My response as a reader: This book reminds me a lot of THE GREAT HOLIDAY COOKIE SWAP — a holiday feast and competing desserts! Just too bad the only recipe is for the apple pie! (Thanks to my mom, I already make a killer apple pie…)
My “take-away” as a writer: Making Peyton the central character helps us learn about the foods through her eyes– I have another manuscript with foods and will be making sure my descriptions flow as naturally as these.
Title: Fry Bread: A Native American Family Story
Author: Kevin Noble Maillard
Illustrator: Juana Martinez-Neal
Publisher/Date: Roaring Brook Press; Illustrated Edition (October 22, 2019)
The “gist”: It can be flat, fluffy, white, brown, every family may make it differently, but fry bread is an important family dish to the Native American culture!
My favorite part: The back matter is not to be missed– so much extra cultural information!
My response as a reader: I have a friend in Wisconsin who is Native American and used to talk about making fry bread, but I had never heard of it. This gave me a really great insight into the importance of it.
My “take-away” as a writer: There is a special music to this writing which is almost like poetry– each page begins with a statement: “Fry bread is food…Fry bread is sound…Fry bread is shape…” with sensory descriptions after each. The style fits beautifully with the magical picture the story paints. If I taught writing, I might use this to get students to explore writing about all the senses using a favorite food from THEIR culture.
Title: Lady Pancake and Sir French Toast: Short & Sweet
Author: Josh Funk
Illustrator: Brendan Kearney
Publisher/Date: Sterling Children’s Books (September 1, 2020)
The “gist”: In this, the fourth installment of the Lady Pancake/Sir French Toast series, our heroes are turned into children and experience quite an adventure trying to get back to normal.
My favorite part: Brendan Kearney’s illustrations make for mega re-readability! So many adorable little food bits!
My response as a reader: Josh always brings great creativity to his work and it is great to see these baked goods are not getting stale! I love that the fridge contents are different in each book, so the fold-out map at the end gives you a whole new set of topographical features to explore! (My fave: limes square!)
My “take-away” as a writer: I have to think long and hard when I start a new manuscript– is this one going to be rhymed or not? Even though THE GREAT HOLIDAY COOKIE SWAP is a rhyming picture book, many I have written more recently are prose. Rhyming books are HARD to do well and while I really love to do it, I think sometimes I shy away from it– but then I read Josh and realize it is totally worth it!
Title: Every Night is Pizza Night
Author: J. Kenji López-Alt
Illustrator: Gianna Ruggiero
Publisher/Date: Norton Young Readers (September 1, 2020)
The “gist”: Pipo loves pizza so much she can’t imagine any other food could compare, but she tries a variety of foods from the neighborhood (from bibimbap to guacamole) and discovers some amazing new tastes!
My favorite part: I am in love with this book because it is SO ME! As you might have picked up from my own upcoming book, international food exploration is totally my jam!
My response as a reader: I love how the author describes how each new food looks and tastes.

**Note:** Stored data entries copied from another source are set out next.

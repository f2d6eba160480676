//! Market-data contract consumed by the financial tools.
//!
//! Tools hold an `Arc<dyn MarketDataProvider>`; the production implementation
//! is [`YahooFinanceProvider`], tests substitute scripted fakes.

mod yahoo;

use std::collections::BTreeMap;

use chrono::NaiveDate;
use mdcommon::BoxFuture;
use serde::{Deserialize, Serialize};
use serde_json::Number;

use crate::SourceError;

pub use yahoo::YahooFinanceProvider;

pub type MarketFuture<'a, T> = BoxFuture<'a, Result<T, SourceError>>;

/// One daily bar, dated in the exchange's local calendar.
#[derive(Debug, Clone, PartialEq)]
pub struct PriceBar {
    pub date: NaiveDate,
    pub close: f64,
    pub volume: u64,
}

#[derive(Debug, Clone, Default, PartialEq, Serialize, Deserialize)]
pub struct PriceTargets {
    pub current: Option<f64>,
    pub high: Option<f64>,
    pub low: Option<f64>,
    pub mean: Option<f64>,
    pub median: Option<f64>,
}

#[derive(Debug, Clone, Default, PartialEq, Eq, Serialize, Deserialize)]
#[serde(rename_all = "camelCase")]
pub struct RecommendationRow {
    pub period: String,
    pub strong_buy: u32,
    pub buy: u32,
    pub hold: u32,
    pub sell: u32,
    pub strong_sell: u32,
}

/// Ex-dividend date (`YYYY-MM-DD`) to cash amount.
pub type DividendHistory = BTreeMap<String, f64>;

#[derive(Debug, Clone, Default, PartialEq, Eq, Serialize, Deserialize)]
pub struct SectorInfo {
    pub sector: Option<String>,
    pub industry: Option<String>,
}

/// Period end date (`YYYY-MM-DD`) to line item to reported value.
pub type Statement = BTreeMap<String, BTreeMap<String, Number>>;

#[derive(Debug, Clone, Default, PartialEq, Serialize, Deserialize)]
pub struct FinancialStatements {
    pub balance_sheet: Statement,
    pub income_statement: Statement,
    pub cash_flow: Statement,
}

pub trait MarketDataProvider: Send + Sync {
    /// Up to `periods` most recent daily bars, oldest first. An unknown
    /// symbol yields an empty list rather than an error.
    fn recent_history<'a>(
        &'a self,
        ticker: &'a str,
        periods: usize,
    ) -> MarketFuture<'a, Vec<PriceBar>>;

    fn price_targets<'a>(&'a self, ticker: &'a str) -> MarketFuture<'a, PriceTargets>;

    fn recommendations<'a>(&'a self, ticker: &'a str) -> MarketFuture<'a, Vec<RecommendationRow>>;

    fn dividends<'a>(&'a self, ticker: &'a str) -> MarketFuture<'a, DividendHistory>;

    fn sector_info<'a>(&'a self, ticker: &'a str) -> MarketFuture<'a, SectorInfo>;

    fn financial_statements<'a>(&'a self, ticker: &'a str)
    -> MarketFuture<'a, FinancialStatements>;
}
//! Conversation and request types shared by every provider adapter.
//!
//! ```rust
//! use mdprovider::{Message, ModelRequest, ProviderErrorKind, Role, ToolCall};
//!
//! let history = vec![
//!     Message::new(Role::User, "How is AAPL doing?"),
//!     Message::assistant_tool_calls(vec![ToolCall {
//!         id: "call_1".to_string(),
//!         name: "stock_summary".to_string(),
//!         arguments: r#"{"ticker":"AAPL"}"#.to_string(),
//!     }]),
//!     Message::tool_result("call_1", "AAPL Summary: ..."),
//! ];
//! assert!(ModelRequest::new("gpt-4.1-mini", history).validate().is_ok());
//!
//! let err = ModelRequest::new("", vec![Message::new(Role::User, "hi")])
//!     .validate()
//!     .expect_err("blank model");
//! assert_eq!(err.kind, ProviderErrorKind::InvalidRequest);
//! ```

use std::fmt::{Display, Formatter};

use mdcommon::{GenerationOptions, MetadataMap};

use crate::ProviderError;

#[derive(Debug, Clone, Copy, PartialEq, Eq, Hash)]
pub enum ProviderId {
    OpenAi,
}

impl ProviderId {
    pub fn as_str(self) -> &'static str {
        match self {
            Self::OpenAi => "openai",
        }
    }
}

impl Display for ProviderId {
    fn fmt(&self, f: &mut Formatter<'_>) -> std::fmt::Result {
        f.write_str(self.as_str())
    }
}

#[derive(Debug, Clone, Copy, PartialEq, Eq)]
pub enum Role {
    System,
    User,
    Assistant,
    Tool,
}

impl Role {
    pub const ALL: [Role; 4] = [Self::System, Self::User, Self::Assistant, Self::Tool];

    /// Lower-case name used on the wire and in storage.
    pub fn as_str(self) -> &'static str {
        match self {
            Self::System => "system",
            Self::User => "user",
            Self::Assistant => "assistant",
            Self::Tool => "tool",
        }
    }

    pub fn parse(value: &str) -> Option<Self> {
        Self::ALL.into_iter().find(|role| role.as_str() == value)
    }
}

/// One conversation turn.
///
/// Assistant turns may request tools through `tool_calls`. A `Role::Tool`
/// turn answers exactly one of those requests and names it in `tool_call_id`.
#[derive(Debug, Clone, PartialEq, Eq)]
pub struct Message {
    pub role: Role,
    pub content: String,
    pub tool_calls: Vec<ToolCall>,
    pub tool_call_id: Option<String>,
}

impl Message {
    pub fn new(role: Role, content: impl Into<String>) -> Self {
        Self {
            role,
            content: content.into(),
            tool_calls: Vec::new(),
            tool_call_id: None,
        }
    }

    /// An assistant turn with no text that only requests tools.
    pub fn assistant_tool_calls(tool_calls: Vec<ToolCall>) -> Self {
        Self::new(Role::Assistant, "").with_tool_calls(tool_calls)
    }

    pub fn tool_result(tool_call_id: impl Into<String>, output: impl Into<String>) -> Self {
        Self {
            tool_call_id: Some(tool_call_id.into()),
            ..Self::new(Role::Tool, output)
        }
    }

    pub fn with_tool_calls(self, tool_calls: Vec<ToolCall>) -> Self {
        Self { tool_calls, ..self }
    }

    pub fn has_tool_calls(&self) -> bool {
        !self.tool_calls.is_empty()
    }
}

impl From<ToolResult> for Message {
    fn from(value: ToolResult) -> Self {
        Self::tool_result(value.tool_call_id, value.output)
    }
}

#[derive(Debug, Clone, PartialEq, Eq)]
pub struct ToolDefinition {
    pub name: String,
    pub description: String,
    /// JSON Schema for the argument object, kept as serialized text.
    pub input_schema: String,
}

#[derive(Debug, Clone, PartialEq, Eq)]
pub struct ToolCall {
    pub id: String,
    pub name: String,
    /// Raw JSON text exactly as the model produced it.
    pub arguments: String,
}

#[derive(Debug, Clone, PartialEq, Eq)]
pub struct ToolResult {
    pub tool_call_id: String,
    pub output: String,
}

#[derive(Debug, Clone, PartialEq, Eq)]
pub enum OutputItem {
    Message(Message),
    ToolCall(ToolCall),
}

#[derive(Debug, Clone, Copy, PartialEq, Eq)]
pub enum StopReason {
    EndTurn,
    MaxTokens,
    ToolUse,
    Cancelled,
    Other,
}

#[derive(Debug, Clone, Copy, PartialEq, Eq, Default)]
pub struct TokenUsage {
    pub input_tokens: u32,
    pub output_tokens: u32,
    pub total_tokens: u32,
}

impl TokenUsage {
    /// Adds `other` in place, saturating at `u32::MAX`.
    pub fn accumulate(&mut self, other: TokenUsage) {
        *self = Self {
            input_tokens: self.input_tokens.saturating_add(other.input_tokens),
            output_tokens: self.output_tokens.saturating_add(other.output_tokens),
            total_tokens: self.total_tokens.saturating_add(other.total_tokens),
        };
    }
}

#[derive(Debug, Clone, PartialEq, Eq)]
pub struct ModelResponse {
    pub provider: ProviderId,
    pub model: String,
    pub output: Vec<OutputItem>,
    pub stop_reason: StopReason,
    pub usage: TokenUsage,
}

impl ModelResponse {
    /// Concatenated assistant text, in output order.
    pub fn text(&self) -> String {
        let mut text = String::new();
        for item in &self.output {
            if let OutputItem::Message(message) = item
                && message.role == Role::Assistant
            {
                text.push_str(&message.content);
            }
        }
        text
    }

    pub fn tool_calls(&self) -> Vec<ToolCall> {
        let mut calls = Vec::new();
        for item in &self.output {
            if let OutputItem::ToolCall(call) = item {
                calls.push(call.clone());
            }
        }
        calls
    }
}

#[derive(Debug, Clone, PartialEq)]
pub struct ModelRequest {
    pub model: String,
    pub messages: Vec<Message>,
    pub options: GenerationOptions,
    pub tools: Vec<ToolDefinition>,
    /// Correlation fields for logs; never sent to the model.
    pub metadata: MetadataMap,
}

impl ModelRequest {
    pub fn new(model: impl Into<String>, messages: Vec<Message>) -> Self {
        Self {
            model: model.into(),
            messages,
            options: GenerationOptions::default(),
            tools: Vec::new(),
            metadata: MetadataMap::new(),
        }
    }

    pub fn with_options(self, options: GenerationOptions) -> Self {
        Self { options, ..self }
    }

    pub fn with_temperature(self, temperature: f32) -> Self {
        let options = self.options.with_temperature(temperature);
        self.with_options(options)
    }

    pub fn with_tools(self, tools: Vec<ToolDefinition>) -> Self {
        Self { tools, ..self }
    }

    pub fn with_metadata(mut self, key: impl Into<String>, value: impl Into<String>) -> Self {
        self.metadata.insert(key.into(), value.into());
        self
    }

    /// Checks the invariants every adapter relies on before anything is sent.
    pub fn validate(&self) -> Result<(), ProviderError> {
        match self.violation() {
            Some(reason) => Err(ProviderError::invalid_request(reason)),
            None => Ok(()),
        }
    }

    fn violation(&self) -> Option<&'static str> {
        if self.model.trim().is_empty() {
            return Some("model must not be empty");
        }
        if self.messages.is_empty() {
            return Some("at least one message is required");
        }
        if self.options.max_tokens == Some(0) {
            return Some("max_tokens must be greater than zero");
        }
        if self
            .options
            .temperature
            .is_some_and(|temperature| !(0.0..=2.0).contains(&temperature))
        {
            return Some("temperature must be within 0.0..=2.0");
        }
        if self
            .messages
            .iter()
            .any(|message| message.role == Role::Tool && message.tool_call_id.is_none())
        {
            return Some("tool messages must reference a tool call id");
        }
        None
    }
}
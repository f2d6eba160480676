//! Name-keyed tool catalog.

use std::collections::BTreeMap;
use std::future::Future;
use std::sync::Arc;

use mdprovider::ToolDefinition;
use serde_json::{Map, Value};

use crate::{FunctionTool, Tool, ToolDescriptor, ToolError, ToolExecutionContext, ToolOutput};

/// Listing follows name order, so `tools/list` is stable across runs.
#[derive(Default)]
pub struct ToolRegistry {
    tools: BTreeMap<String, Arc<dyn Tool>>,
}

impl ToolRegistry {
    pub fn new() -> Self {
        Self::default()
    }

    /// Registers `tool` under its descriptor name and returns whatever it displaced.
    pub fn register<T>(&mut self, tool: T) -> Option<Arc<dyn Tool>>
    where
        T: Tool + 'static,
    {
        let tool: Arc<dyn Tool> = Arc::new(tool);
        self.tools.insert(tool.descriptor().name, tool)
    }

    pub fn register_fn<F, Fut>(&mut self, descriptor: ToolDescriptor, handler: F)
    where
        F: Fn(Map<String, Value>, ToolExecutionContext) -> Fut + Send + Sync + 'static,
        Fut: Future<Output = Result<ToolOutput, ToolError>> + Send + 'static,
    {
        self.register(FunctionTool::new(descriptor, handler));
    }

    pub fn get(&self, name: &str) -> Option<Arc<dyn Tool>> {
        self.tools.get(name).map(Arc::clone)
    }

    pub fn contains(&self, name: &str) -> bool {
        self.tools.contains_key(name)
    }

    pub fn remove(&mut self, name: &str) -> Option<Arc<dyn Tool>> {
        self.tools.remove(name)
    }

    pub fn names(&self) -> impl Iterator<Item = &str> {
        self.tools.keys().map(String::as_str)
    }

    pub fn descriptors(&self) -> Vec<ToolDescriptor> {
        self.tools.values().map(|tool| tool.descriptor()).collect()
    }

    pub fn definitions(&self) -> Vec<ToolDefinition> {
        self.descriptors()
            .iter()
            .map(ToolDescriptor::definition)
            .collect()
    }

    pub fn len(&self) -> usize {
        self.tools.len()
    }

    pub fn is_empty(&self) -> bool {
        self.tools.is_empty()
    }
}
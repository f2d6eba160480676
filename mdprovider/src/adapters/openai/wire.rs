//! Chat Completions payloads, built straight from provider-agnostic requests.

use serde::{Deserialize, Serialize};
use serde_json::Value;

use crate::{
    Message, ModelRequest, ModelResponse, OutputItem, ProviderError, ProviderId, Role, StopReason,
    TokenUsage, ToolCall, ToolDefinition,
};

const FUNCTION: &str = "function";

#[derive(Debug, Clone, PartialEq, Serialize)]
pub struct ChatCompletionRequest {
    pub model: String,
    pub messages: Vec<WireMessage>,
    #[serde(skip_serializing_if = "Vec::is_empty")]
    pub tools: Vec<WireTool>,
    #[serde(skip_serializing_if = "Option::is_none")]
    pub temperature: Option<f32>,
    #[serde(skip_serializing_if = "Option::is_none")]
    pub max_tokens: Option<u32>,
    pub stream: bool,
}

impl ChatCompletionRequest {
    /// A blank `request.model` is replaced by `fallback_model`.
    pub fn from_model_request(
        request: ModelRequest,
        fallback_model: &str,
        stream: bool,
    ) -> Result<Self, ProviderError> {
        let model = match request.model.trim() {
            "" => fallback_model.to_string(),
            model => model.to_string(),
        };

        let messages = request
            .messages
            .into_iter()
            .map(WireMessage::try_from)
            .collect::<Result<Vec<_>, _>>()?;
        if messages.is_empty() {
            return Err(ProviderError::invalid_request(
                "chat completion requires at least one message",
            ));
        }

        let tools = request
            .tools
            .into_iter()
            .map(WireTool::try_from)
            .collect::<Result<Vec<_>, _>>()?;

        Ok(Self {
            model,
            messages,
            tools,
            temperature: request.options.temperature,
            max_tokens: request.options.max_tokens,
            stream,
        })
    }
}

#[derive(Debug, Clone, PartialEq, Serialize)]
pub struct WireMessage {
    pub role: &'static str,
    pub content: Option<String>,
    #[serde(skip_serializing_if = "Vec::is_empty")]
    pub tool_calls: Vec<WireToolCall>,
    #[serde(skip_serializing_if = "Option::is_none")]
    pub tool_call_id: Option<String>,
}

impl TryFrom<Message> for WireMessage {
    type Error = ProviderError;

    fn try_from(value: Message) -> Result<Self, Self::Error> {
        if value.role != Role::Assistant && value.content.trim().is_empty() {
            return Err(ProviderError::invalid_request(format!(
                "{} message content must not be empty",
                value.role.as_str()
            )));
        }
        if value.role == Role::Tool && value.tool_call_id.is_none() {
            return Err(ProviderError::invalid_request(
                "tool message requires a tool_call_id",
            ));
        }

        // A tool-requesting assistant turn with no text goes out as `content: null`.
        let content = match (value.content.is_empty(), value.tool_calls.is_empty()) {
            (true, false) => None,
            _ => Some(value.content),
        };

        Ok(Self {
            role: value.role.as_str(),
            content,
            tool_calls: value.tool_calls.into_iter().map(WireToolCall::from).collect(),
            tool_call_id: value.tool_call_id,
        })
    }
}

#[derive(Debug, Clone, PartialEq, Eq, Serialize, Deserialize)]
pub struct WireToolCall {
    pub id: String,
    #[serde(rename = "type", default = "function_kind")]
    pub kind: String,
    pub function: WireFunctionCall,
}

fn function_kind() -> String {
    FUNCTION.to_string()
}

#[derive(Debug, Clone, PartialEq, Eq, Serialize, Deserialize)]
pub struct WireFunctionCall {
    pub name: String,
    pub arguments: String,
}

impl From<ToolCall> for WireToolCall {
    fn from(value: ToolCall) -> Self {
        Self {
            id: value.id,
            kind: function_kind(),
            function: WireFunctionCall {
                name: value.name,
                arguments: value.arguments,
            },
        }
    }
}

impl From<WireToolCall> for ToolCall {
    fn from(value: WireToolCall) -> Self {
        Self {
            id: value.id,
            name: value.function.name,
            arguments: value.function.arguments,
        }
    }
}

#[derive(Debug, Clone, PartialEq, Serialize)]
pub struct WireTool {
    #[serde(rename = "type")]
    pub kind: &'static str,
    pub function: WireFunction,
}

#[derive(Debug, Clone, PartialEq, Serialize)]
pub struct WireFunction {
    pub name: String,
    pub description: String,
    pub parameters: Value,
}

impl TryFrom<ToolDefinition> for WireTool {
    type Error = ProviderError;

    fn try_from(value: ToolDefinition) -> Result<Self, Self::Error> {
        let parameters = serde_json::from_str::<Value>(&value.input_schema).map_err(|err| {
            ProviderError::invalid_request(format!(
                "input schema for tool '{}' is not valid JSON: {err}",
                value.name
            ))
        })?;

        Ok(Self {
            kind: FUNCTION,
            function: WireFunction {
                name: value.name,
                description: value.description,
                parameters,
            },
        })
    }
}

#[derive(Debug, Clone, Copy, PartialEq, Eq, Default, Deserialize)]
pub struct WireUsage {
    #[serde(default)]
    pub prompt_tokens: u32,
    #[serde(default)]
    pub completion_tokens: u32,
    #[serde(default)]
    pub total_tokens: u32,
}

impl From<WireUsage> for TokenUsage {
    fn from(value: WireUsage) -> Self {
        Self {
            input_tokens: value.prompt_tokens,
            output_tokens: value.completion_tokens,
            total_tokens: value.total_tokens,
        }
    }
}

#[derive(Debug, Clone, PartialEq, Deserialize)]
pub struct ChatCompletion {
    pub model: String,
    pub choices: Vec<CompletionChoice>,
    #[serde(default)]
    pub usage: Option<WireUsage>,
}

#[derive(Debug, Clone, PartialEq, Deserialize)]
pub struct CompletionChoice {
    pub message: AssistantMessage,
    #[serde(default)]
    pub finish_reason: Option<String>,
}

#[derive(Debug, Clone, PartialEq, Default, Deserialize)]
pub struct AssistantMessage {
    #[serde(default)]
    pub content: Option<String>,
    #[serde(default)]
    pub tool_calls: Vec<WireToolCall>,
}

impl ChatCompletion {
    /// Only the first choice is used; requests never ask for more than one.
    pub fn into_model_response(self) -> Result<ModelResponse, ProviderError> {
        let choice = self.choices.into_iter().next().ok_or_else(|| {
            ProviderError::transport("chat completion response carried no choices")
        })?;

        let mut output = Vec::with_capacity(choice.message.tool_calls.len() + 1);
        if let Some(text) = choice.message.content.filter(|text| !text.is_empty()) {
            output.push(OutputItem::Message(Message::new(Role::Assistant, text)));
        }
        output.extend(
            choice
                .message
                .tool_calls
                .into_iter()
                .map(|call| OutputItem::ToolCall(call.into())),
        );

        Ok(ModelResponse {
            provider: ProviderId::OpenAi,
            model: self.model,
            output,
            stop_reason: stop_reason(choice.finish_reason.as_deref()),
            usage: self.usage.unwrap_or_default().into(),
        })
    }
}

#[derive(Debug, Clone, PartialEq, Deserialize)]
pub struct ChatCompletionChunk {
    #[serde(default)]
    pub model: Option<String>,
    #[serde(default)]
    pub choices: Vec<ChunkChoice>,
    #[serde(default)]
    pub usage: Option<WireUsage>,
}

#[derive(Debug, Clone, PartialEq, Deserialize)]
pub struct ChunkChoice {
    #[serde(default)]
    pub delta: ChunkDelta,
    #[serde(default)]
    pub finish_reason: Option<String>,
}

#[derive(Debug, Clone, PartialEq, Default, Deserialize)]
pub struct ChunkDelta {
    #[serde(default)]
    pub content: Option<String>,
    #[serde(default)]
    pub tool_calls: Vec<ToolCallFragment>,
}

/// A slice of one tool call; fragments sharing an `index` concatenate.
#[derive(Debug, Clone, PartialEq, Deserialize)]
pub struct ToolCallFragment {
    #[serde(default)]
    pub index: u32,
    #[serde(default)]
    pub id: Option<String>,
    #[serde(default)]
    pub function: Option<FunctionFragment>,
}

#[derive(Debug, Clone, PartialEq, Default, Deserialize)]
pub struct FunctionFragment {
    #[serde(default)]
    pub name: Option<String>,
    #[serde(default)]
    pub arguments: Option<String>,
}

pub fn stop_reason(finish_reason: Option<&str>) -> StopReason {
    match finish_reason {
        Some("stop") => StopReason::EndTurn,
        Some("length") => StopReason::MaxTokens,
        Some("tool_calls") | Some("function_call") => StopReason::ToolUse,
        Some("content_filter") => StopReason::Cancelled,
        _ => StopReason::Other,
    }
}

#[derive(Deserialize)]
struct ErrorEnvelope {
    error: ErrorBody,
}

#[derive(Deserialize)]
struct ErrorBody {
    message: String,
}

/// Pulls `error.message` out of an API error body.
pub fn error_message(body: &str) -> Option<String> {
    serde_json::from_str::<ErrorEnvelope>(body)
        .ok()
        .map(|envelope| envelope.error.message)
}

The illustrations are so happy and colorful it is a real celebration of food!
My “take-away” as a writer: Repetition!! I always note it when I see it done well, because kids love a good “refrain” in a book, but I am always forgetting to tie them into my own. With each day of trying a new food, Pipo notes “I do not need it. I do not want it. But I will try it.” I can imagine this book and refrain working great with kids who are picky eaters!